Freedom!

Freedom! Well almost. Perhaps a small step towards freedom is a more accurate description. Today we have been allowed outside.  After a blood transfusion yesterday, Hugo was taken off fluids so is no longer hooked up to a drip, there is no trolley to trundle round behind us everywhere we go.  

Before we were able to leave the hospital, it was time for a new drug, Pegaspargase. This one is given as an injection into the leg. It's quick, but unfortunately not painless and Hugo was not impressed.  But, we had the great outdoors to look forward to. After a brief period of waiting for any unfavourable reactions, we were off!

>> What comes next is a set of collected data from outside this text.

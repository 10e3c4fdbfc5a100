mod common;
pub use self::common::{
    GameQuery, InjuryQuery, Paginated, Pagination, PlayerQuery, Query, SeasonQuery,
    SeasonStatsQuery, SortOrder, StatsQuery, TeamQuery,
};

mod params;
pub use self::params::{ParamValue, QueryParams, Scalar};

pub mod nba;
pub mod nfl;
pub mod mlb;
pub mod epl;
mod api;
mod client;
mod config;
mod errors;
pub mod query;
pub mod sports;
pub mod types;
pub use self::api::BalldontlieApi;
pub use self::client::{Client, Request, CLIENT_HEADER, CLIENT_ID};
pub use self::config::{ApiKey, ClientConfig, ConfigError, DEFAULT_BASE_URL, DEFAULT_TIMEOUT};
pub use self::errors::{Error, ErrorKind, NETWORK_ERROR_STATUS};
pub use self::query::{
    GameQuery, InjuryQuery, Paginated, Pagination, PlayerQuery, Query, QueryParams,
    SeasonQuery, SeasonStatsQuery, SortOrder, StatsQuery, TeamQuery,
};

Henry had come up for a visit so the 4 of us headed to the park round the corner from the hospital. A little family outing! I was dizzy with excitement, but also nervous at the thought of being away from the safety of the hospital. Hugo still not walking at least meant I didn't have to worry about him running off and taking a tumble and knocking his wiggly out, but I was still ridiculously nervous as I tentatively put him in the swing, like I was handling a newborn baby for the first time. If I could have wrapped him up in cotton wool I would have.  But, he had a great time, as did Henry. It was so wonderful all being together and getting some much longed for fresh air. But more than that, it gave me hope.  Hope that perhaps it would be possible to have some semblance of normality as a family on this journey we find ourselves on. We returned to the hospital, brighter, lifted and one step closer to the real freedom of going home.